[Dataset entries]
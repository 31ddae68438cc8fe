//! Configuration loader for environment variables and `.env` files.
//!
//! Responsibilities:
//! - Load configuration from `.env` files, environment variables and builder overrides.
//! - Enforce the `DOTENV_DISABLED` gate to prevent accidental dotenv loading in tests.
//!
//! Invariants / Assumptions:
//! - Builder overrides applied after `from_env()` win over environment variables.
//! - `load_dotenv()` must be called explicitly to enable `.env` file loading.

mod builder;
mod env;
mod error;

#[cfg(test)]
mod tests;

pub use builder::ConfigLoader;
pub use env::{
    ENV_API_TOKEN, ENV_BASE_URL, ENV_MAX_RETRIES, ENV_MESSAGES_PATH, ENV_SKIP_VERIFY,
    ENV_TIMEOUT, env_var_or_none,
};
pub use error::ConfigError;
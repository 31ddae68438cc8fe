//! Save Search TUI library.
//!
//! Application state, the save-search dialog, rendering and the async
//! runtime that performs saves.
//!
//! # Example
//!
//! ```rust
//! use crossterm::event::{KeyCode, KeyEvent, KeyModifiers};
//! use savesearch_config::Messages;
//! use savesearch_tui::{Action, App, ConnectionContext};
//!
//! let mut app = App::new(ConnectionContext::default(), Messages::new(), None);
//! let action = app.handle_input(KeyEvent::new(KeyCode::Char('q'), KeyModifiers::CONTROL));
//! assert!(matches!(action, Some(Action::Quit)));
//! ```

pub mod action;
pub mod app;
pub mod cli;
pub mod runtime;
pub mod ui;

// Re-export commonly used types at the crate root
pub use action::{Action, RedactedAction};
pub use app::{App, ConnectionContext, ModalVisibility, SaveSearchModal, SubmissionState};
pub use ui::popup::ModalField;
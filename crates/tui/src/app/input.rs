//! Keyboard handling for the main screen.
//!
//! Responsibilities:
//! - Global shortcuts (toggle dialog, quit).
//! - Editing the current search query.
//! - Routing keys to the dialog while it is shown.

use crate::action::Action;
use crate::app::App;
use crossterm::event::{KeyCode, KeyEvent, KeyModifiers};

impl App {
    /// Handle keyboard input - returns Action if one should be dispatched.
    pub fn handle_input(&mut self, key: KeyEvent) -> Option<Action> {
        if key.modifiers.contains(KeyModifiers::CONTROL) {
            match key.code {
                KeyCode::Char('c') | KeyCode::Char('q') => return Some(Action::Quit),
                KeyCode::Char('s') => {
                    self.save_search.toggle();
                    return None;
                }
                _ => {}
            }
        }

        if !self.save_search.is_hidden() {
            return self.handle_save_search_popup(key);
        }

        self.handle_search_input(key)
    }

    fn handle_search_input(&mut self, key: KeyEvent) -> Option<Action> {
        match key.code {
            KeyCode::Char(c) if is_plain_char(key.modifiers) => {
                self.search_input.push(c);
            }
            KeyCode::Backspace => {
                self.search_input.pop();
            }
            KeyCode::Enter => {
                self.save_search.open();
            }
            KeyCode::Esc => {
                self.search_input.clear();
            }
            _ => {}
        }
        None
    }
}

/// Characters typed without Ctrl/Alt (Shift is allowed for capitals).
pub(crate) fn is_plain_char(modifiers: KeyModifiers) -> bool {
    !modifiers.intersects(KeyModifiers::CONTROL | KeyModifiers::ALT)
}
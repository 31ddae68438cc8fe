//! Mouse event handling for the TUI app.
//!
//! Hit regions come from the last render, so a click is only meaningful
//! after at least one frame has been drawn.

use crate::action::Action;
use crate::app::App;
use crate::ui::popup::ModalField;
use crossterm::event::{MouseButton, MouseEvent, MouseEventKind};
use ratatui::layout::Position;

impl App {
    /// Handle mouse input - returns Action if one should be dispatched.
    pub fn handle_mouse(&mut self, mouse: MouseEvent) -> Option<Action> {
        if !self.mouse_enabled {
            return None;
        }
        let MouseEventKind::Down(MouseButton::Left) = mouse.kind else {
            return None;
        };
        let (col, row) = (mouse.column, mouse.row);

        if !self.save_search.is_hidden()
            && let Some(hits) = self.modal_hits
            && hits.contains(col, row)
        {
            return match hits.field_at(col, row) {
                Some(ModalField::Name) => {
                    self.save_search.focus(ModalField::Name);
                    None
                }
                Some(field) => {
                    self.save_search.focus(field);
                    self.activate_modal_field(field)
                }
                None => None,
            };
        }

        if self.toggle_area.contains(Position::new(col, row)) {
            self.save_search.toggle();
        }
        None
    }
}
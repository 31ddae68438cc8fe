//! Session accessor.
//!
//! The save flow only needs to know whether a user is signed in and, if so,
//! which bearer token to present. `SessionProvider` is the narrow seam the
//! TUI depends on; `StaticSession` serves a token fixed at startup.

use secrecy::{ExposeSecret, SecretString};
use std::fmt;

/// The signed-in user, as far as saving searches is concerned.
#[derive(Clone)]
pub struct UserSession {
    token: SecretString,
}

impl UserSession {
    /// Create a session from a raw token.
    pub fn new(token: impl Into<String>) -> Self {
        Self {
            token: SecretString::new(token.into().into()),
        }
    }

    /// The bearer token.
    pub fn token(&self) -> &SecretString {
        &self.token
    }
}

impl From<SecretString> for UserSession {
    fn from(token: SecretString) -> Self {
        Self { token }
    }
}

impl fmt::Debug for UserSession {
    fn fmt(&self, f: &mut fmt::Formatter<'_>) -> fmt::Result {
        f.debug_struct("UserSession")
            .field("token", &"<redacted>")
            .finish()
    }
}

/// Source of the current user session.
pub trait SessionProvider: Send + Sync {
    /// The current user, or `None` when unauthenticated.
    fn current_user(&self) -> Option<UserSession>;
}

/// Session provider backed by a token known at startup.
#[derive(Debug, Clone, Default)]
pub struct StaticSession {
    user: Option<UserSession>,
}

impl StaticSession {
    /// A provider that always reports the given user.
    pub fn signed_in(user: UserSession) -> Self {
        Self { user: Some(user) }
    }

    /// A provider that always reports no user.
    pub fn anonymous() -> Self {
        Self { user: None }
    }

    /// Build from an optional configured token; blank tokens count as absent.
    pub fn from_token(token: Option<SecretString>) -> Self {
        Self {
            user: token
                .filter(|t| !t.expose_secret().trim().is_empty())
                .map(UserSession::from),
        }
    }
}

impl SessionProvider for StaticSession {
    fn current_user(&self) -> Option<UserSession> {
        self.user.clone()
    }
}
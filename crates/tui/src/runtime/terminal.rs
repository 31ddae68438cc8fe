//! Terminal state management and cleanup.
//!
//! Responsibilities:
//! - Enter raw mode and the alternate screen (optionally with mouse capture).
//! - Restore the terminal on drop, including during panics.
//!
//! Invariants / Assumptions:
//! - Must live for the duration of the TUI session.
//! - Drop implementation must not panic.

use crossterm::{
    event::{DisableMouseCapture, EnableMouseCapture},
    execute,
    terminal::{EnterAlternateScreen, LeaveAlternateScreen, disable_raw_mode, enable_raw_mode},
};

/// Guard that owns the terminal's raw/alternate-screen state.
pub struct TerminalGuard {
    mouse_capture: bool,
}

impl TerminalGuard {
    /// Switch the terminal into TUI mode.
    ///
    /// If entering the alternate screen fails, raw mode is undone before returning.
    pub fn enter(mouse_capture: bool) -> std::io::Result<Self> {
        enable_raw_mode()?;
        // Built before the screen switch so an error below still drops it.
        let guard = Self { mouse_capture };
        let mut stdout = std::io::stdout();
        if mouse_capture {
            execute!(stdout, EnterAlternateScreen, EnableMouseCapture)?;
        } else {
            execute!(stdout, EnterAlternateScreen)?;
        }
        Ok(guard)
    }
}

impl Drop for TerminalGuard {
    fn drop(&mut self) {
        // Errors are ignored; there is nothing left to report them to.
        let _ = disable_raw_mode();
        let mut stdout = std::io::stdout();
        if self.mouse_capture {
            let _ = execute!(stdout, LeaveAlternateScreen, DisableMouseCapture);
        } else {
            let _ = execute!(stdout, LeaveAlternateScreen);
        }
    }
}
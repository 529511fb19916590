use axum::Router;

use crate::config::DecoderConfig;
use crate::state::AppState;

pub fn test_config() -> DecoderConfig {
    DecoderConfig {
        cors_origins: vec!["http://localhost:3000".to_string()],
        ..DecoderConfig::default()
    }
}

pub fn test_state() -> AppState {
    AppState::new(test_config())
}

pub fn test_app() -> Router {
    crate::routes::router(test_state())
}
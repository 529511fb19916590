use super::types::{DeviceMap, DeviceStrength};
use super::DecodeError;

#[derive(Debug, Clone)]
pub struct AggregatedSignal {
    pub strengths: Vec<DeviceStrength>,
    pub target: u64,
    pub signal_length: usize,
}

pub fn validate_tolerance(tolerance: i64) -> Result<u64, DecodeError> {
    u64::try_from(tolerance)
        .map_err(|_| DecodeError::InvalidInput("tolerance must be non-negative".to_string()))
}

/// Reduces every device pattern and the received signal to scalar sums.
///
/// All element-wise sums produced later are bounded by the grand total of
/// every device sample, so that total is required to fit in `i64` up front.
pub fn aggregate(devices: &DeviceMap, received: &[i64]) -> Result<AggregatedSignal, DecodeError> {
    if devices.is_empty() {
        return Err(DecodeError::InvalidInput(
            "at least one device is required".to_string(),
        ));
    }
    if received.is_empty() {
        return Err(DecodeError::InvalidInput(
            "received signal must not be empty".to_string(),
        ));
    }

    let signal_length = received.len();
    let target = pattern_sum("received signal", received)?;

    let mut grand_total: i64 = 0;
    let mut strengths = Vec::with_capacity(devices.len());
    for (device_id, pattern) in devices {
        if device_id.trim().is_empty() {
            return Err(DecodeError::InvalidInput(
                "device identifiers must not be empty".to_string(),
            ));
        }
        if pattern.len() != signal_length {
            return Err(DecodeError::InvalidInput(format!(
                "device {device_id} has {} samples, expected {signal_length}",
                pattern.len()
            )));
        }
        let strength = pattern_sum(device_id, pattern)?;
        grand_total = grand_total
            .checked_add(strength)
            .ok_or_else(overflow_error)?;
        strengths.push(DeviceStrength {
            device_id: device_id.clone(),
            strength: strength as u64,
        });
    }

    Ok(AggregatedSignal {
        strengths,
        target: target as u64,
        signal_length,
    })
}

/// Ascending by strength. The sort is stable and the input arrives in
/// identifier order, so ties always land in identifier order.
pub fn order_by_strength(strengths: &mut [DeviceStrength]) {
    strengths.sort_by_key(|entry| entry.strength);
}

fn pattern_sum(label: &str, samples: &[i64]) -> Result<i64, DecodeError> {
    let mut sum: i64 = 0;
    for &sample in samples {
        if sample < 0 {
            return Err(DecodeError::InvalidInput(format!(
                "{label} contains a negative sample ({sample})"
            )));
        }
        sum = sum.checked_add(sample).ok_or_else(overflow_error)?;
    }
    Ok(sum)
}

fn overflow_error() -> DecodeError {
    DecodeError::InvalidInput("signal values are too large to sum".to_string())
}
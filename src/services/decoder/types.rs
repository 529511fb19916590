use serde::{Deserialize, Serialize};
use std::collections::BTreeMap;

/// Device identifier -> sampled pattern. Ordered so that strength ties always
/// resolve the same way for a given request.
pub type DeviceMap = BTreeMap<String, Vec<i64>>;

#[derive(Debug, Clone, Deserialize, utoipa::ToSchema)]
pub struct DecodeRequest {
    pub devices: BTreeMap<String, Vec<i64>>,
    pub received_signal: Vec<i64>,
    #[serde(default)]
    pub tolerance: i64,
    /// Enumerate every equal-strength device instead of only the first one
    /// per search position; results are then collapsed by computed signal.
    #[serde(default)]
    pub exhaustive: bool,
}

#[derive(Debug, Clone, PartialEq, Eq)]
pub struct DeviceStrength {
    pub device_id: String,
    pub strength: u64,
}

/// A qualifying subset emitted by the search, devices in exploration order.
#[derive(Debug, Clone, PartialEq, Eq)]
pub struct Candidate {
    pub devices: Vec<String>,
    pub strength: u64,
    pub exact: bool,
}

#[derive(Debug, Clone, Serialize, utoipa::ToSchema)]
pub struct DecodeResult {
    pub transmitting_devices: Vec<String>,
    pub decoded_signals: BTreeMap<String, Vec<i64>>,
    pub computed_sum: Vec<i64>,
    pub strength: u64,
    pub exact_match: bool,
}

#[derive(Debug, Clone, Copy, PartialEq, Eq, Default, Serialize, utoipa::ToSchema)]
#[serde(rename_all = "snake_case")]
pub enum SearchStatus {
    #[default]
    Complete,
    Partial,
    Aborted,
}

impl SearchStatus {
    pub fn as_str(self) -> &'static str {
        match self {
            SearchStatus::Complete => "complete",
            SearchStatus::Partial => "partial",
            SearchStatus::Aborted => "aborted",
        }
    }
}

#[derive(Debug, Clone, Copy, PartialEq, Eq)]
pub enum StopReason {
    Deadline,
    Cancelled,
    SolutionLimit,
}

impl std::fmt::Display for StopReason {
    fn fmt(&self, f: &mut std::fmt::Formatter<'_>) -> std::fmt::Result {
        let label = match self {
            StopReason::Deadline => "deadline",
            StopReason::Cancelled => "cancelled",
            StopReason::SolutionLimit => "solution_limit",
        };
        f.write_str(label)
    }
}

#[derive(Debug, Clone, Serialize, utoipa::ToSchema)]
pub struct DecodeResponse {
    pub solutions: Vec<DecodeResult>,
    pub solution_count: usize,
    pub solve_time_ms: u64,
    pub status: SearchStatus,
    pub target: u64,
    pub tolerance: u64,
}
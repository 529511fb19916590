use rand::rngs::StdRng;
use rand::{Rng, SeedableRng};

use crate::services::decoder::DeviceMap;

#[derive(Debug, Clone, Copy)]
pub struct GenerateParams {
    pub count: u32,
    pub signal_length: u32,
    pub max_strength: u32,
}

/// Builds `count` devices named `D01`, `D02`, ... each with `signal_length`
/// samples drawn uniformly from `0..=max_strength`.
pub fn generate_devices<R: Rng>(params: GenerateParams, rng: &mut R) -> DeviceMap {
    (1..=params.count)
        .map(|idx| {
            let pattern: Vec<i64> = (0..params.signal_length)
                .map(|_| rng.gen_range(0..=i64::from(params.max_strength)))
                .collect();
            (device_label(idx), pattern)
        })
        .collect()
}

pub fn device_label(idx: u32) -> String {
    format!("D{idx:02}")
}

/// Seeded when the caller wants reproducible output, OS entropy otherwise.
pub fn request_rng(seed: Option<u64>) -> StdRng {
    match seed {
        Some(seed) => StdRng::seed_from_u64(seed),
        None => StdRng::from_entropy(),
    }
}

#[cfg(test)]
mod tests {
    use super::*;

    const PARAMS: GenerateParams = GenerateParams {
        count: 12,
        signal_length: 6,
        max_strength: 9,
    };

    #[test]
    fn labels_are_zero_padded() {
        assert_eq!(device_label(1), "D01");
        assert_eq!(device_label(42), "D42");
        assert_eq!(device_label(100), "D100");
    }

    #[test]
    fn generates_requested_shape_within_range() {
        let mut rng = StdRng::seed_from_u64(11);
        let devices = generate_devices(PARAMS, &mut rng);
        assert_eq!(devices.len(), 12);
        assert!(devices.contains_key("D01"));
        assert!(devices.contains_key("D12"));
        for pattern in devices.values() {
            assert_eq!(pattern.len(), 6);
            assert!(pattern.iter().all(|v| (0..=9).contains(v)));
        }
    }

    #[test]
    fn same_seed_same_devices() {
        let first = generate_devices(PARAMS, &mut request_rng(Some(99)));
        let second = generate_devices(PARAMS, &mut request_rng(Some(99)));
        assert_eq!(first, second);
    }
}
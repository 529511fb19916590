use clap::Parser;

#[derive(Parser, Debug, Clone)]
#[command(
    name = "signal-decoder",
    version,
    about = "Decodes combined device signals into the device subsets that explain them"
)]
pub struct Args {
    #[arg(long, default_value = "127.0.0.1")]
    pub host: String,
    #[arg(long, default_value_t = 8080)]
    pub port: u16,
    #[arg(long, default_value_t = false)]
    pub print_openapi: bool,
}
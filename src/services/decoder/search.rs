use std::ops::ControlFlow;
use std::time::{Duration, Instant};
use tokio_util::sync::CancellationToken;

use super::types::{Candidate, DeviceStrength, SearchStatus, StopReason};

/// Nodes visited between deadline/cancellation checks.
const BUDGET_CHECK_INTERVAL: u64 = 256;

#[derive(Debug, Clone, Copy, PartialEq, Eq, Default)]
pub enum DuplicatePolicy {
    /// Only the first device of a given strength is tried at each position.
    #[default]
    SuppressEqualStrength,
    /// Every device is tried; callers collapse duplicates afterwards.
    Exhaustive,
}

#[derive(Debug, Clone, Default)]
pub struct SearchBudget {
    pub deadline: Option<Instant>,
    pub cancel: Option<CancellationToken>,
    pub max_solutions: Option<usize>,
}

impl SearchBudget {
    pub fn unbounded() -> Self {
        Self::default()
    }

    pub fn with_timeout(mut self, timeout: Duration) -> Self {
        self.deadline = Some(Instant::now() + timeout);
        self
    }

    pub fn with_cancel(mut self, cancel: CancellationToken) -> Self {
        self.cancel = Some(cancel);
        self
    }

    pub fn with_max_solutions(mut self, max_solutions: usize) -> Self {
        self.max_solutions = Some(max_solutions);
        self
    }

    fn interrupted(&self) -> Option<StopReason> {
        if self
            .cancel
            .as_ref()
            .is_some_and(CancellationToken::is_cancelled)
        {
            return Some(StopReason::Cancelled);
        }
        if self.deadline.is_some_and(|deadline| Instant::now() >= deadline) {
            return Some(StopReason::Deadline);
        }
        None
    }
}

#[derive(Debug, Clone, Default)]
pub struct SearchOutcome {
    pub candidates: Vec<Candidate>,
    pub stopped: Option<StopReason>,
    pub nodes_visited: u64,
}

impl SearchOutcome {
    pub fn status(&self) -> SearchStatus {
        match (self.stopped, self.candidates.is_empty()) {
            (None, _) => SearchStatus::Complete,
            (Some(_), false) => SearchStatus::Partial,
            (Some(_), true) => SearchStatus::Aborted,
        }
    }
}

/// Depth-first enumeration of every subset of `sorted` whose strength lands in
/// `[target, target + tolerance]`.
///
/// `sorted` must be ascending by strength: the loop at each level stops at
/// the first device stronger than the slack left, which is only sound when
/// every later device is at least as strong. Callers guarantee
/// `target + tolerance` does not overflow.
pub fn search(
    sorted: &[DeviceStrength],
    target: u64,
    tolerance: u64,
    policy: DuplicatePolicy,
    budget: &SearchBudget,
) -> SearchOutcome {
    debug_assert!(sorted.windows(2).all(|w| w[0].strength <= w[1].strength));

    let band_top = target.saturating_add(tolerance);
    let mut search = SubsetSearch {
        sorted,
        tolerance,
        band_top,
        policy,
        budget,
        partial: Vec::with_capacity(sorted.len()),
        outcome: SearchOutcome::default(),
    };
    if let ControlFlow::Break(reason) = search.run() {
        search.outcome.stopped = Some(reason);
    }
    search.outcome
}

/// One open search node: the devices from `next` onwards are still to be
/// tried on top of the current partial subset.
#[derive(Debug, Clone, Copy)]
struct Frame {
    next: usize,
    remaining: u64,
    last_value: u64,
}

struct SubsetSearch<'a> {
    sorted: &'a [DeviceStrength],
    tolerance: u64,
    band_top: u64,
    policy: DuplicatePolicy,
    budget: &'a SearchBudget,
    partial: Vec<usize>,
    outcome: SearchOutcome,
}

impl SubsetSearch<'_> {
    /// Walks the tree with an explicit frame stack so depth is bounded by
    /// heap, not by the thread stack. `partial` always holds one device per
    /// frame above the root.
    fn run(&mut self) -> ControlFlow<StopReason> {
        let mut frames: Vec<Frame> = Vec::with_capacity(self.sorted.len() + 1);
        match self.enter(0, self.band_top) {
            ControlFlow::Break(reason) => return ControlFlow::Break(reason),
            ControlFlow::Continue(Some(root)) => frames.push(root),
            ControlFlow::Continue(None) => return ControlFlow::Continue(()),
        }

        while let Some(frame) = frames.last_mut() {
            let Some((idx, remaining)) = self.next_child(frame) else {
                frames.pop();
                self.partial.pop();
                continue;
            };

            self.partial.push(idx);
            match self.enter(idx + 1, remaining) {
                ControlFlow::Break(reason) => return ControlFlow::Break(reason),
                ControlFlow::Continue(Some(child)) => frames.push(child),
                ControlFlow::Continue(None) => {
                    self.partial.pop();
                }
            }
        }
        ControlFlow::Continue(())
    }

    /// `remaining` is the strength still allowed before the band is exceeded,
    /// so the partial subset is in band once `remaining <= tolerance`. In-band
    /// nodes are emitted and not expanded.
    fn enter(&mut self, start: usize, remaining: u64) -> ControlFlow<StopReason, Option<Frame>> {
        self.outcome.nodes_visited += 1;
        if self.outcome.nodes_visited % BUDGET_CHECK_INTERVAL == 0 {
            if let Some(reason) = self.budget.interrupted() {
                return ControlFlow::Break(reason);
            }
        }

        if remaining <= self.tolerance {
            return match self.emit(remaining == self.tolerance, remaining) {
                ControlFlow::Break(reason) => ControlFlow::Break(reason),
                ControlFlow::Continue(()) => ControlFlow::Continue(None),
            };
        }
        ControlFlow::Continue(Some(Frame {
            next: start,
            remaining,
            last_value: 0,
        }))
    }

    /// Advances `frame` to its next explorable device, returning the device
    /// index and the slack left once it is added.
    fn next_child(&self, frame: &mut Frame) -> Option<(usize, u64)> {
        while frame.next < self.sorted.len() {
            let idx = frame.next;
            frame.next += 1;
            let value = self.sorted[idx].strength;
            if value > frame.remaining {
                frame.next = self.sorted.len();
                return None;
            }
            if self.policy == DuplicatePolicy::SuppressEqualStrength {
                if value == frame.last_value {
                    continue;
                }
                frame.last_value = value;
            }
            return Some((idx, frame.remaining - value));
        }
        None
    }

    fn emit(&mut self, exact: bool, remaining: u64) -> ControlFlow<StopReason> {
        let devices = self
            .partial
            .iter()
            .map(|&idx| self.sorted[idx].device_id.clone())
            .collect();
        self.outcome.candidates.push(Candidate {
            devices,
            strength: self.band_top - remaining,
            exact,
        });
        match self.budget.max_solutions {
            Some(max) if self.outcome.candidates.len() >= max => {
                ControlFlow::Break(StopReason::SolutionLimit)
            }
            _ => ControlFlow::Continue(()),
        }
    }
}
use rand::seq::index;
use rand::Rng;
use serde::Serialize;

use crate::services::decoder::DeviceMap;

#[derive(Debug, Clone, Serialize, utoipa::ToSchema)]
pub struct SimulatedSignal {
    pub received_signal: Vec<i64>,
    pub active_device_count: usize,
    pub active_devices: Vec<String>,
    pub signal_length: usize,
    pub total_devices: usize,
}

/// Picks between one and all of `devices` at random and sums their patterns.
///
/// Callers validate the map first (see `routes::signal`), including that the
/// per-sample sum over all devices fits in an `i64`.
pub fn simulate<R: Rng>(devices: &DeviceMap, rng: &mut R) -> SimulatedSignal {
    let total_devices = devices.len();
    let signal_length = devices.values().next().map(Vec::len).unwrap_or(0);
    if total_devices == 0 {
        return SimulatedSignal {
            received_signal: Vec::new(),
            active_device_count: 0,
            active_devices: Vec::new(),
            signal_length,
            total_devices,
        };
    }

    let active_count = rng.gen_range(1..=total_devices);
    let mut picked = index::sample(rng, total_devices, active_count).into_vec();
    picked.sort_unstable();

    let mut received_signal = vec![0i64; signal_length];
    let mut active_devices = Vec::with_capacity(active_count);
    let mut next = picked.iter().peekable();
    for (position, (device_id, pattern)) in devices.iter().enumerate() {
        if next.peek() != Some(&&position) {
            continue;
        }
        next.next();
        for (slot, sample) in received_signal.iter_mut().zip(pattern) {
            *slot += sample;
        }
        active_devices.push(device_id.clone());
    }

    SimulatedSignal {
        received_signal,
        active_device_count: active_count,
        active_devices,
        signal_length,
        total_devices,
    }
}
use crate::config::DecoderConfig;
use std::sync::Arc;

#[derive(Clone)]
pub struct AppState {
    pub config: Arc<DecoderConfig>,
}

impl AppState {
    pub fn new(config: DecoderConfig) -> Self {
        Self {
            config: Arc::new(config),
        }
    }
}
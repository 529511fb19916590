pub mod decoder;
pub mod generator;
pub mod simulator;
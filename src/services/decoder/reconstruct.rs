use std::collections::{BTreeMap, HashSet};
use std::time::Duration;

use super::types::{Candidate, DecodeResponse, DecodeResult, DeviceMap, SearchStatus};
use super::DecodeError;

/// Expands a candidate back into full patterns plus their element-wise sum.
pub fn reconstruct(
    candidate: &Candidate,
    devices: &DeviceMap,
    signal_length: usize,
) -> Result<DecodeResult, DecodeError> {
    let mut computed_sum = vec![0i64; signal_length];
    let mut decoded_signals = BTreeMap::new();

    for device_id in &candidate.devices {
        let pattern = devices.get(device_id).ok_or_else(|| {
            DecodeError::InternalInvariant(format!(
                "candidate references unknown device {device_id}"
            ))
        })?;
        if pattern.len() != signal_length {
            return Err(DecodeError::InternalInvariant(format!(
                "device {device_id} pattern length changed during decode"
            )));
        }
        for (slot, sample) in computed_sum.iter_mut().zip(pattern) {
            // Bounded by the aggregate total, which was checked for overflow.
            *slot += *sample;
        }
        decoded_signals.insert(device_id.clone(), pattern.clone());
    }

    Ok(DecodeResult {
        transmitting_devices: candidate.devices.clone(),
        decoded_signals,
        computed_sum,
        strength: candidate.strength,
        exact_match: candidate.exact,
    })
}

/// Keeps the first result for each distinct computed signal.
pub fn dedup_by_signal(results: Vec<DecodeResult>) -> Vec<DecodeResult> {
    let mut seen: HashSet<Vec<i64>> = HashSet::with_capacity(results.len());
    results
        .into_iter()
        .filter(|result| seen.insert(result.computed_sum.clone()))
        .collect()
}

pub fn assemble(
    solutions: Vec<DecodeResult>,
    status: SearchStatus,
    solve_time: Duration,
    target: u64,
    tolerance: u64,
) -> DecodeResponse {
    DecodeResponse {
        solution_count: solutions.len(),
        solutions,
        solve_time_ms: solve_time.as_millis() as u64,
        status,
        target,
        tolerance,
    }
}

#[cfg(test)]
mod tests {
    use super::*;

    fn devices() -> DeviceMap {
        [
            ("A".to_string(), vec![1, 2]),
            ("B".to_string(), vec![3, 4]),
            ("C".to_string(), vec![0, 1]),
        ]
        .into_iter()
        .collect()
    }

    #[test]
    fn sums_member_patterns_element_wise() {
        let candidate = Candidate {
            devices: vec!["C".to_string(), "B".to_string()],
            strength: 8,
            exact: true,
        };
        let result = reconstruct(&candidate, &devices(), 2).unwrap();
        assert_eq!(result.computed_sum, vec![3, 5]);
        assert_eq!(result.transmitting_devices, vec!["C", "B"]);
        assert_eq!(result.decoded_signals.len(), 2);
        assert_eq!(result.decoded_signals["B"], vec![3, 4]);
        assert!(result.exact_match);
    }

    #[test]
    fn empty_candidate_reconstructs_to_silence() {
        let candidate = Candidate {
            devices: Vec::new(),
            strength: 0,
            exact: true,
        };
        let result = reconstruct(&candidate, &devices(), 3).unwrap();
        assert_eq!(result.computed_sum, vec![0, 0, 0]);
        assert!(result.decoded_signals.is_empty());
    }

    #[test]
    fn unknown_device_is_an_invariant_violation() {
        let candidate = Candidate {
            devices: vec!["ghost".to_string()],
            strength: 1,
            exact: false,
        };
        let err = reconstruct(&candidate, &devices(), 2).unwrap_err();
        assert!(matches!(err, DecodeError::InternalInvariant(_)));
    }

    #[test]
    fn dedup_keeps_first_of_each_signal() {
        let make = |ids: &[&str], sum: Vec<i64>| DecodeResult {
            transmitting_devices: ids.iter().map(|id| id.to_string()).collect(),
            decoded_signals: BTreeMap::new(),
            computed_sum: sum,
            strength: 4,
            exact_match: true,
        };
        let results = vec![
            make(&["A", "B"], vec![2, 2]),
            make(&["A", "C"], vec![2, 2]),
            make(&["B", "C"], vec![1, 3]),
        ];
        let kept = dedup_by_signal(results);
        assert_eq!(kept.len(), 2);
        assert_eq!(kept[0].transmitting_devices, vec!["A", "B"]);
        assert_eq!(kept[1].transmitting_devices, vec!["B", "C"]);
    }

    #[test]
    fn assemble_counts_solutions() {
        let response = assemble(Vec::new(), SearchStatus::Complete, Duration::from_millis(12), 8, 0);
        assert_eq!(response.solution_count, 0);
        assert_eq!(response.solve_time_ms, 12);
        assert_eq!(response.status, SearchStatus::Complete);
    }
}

> **What you are asked to do**
Exact reproduction is required. Give the lines of the data from its first line through the line containing "and the async", and no others.

> **Expected answer**
repository 31ddae68438cc8fe
//! Configuration loader for environment variables and `.env` files.
//!
//! Responsibilities:
//! - Load configuration from `.env` files, environment variables and builder overrides.
//! - Enforce the `DOTENV_DISABLED` gate to prevent accidental dotenv loading in tests.
//!
//! Invariants / Assumptions:
//! - Builder overrides applied after `from_env()` win over environment variables.
//! - `load_dotenv()` must be called explicitly to enable `.env` file loading.

mod builder;
mod env;
mod error;

#[cfg(test)]
mod tests;

pub use builder::ConfigLoader;
pub use env::{
    ENV_API_TOKEN, ENV_BASE_URL, ENV_MAX_RETRIES, ENV_MESSAGES_PATH, ENV_SKIP_VERIFY,
    ENV_TIMEOUT, env_var_or_none,
};
pub use error::ConfigError;
repository 31ddae68438cc8fe
//! Save Search TUI library.
//!
//! Application state, the save-search dialog, rendering and the async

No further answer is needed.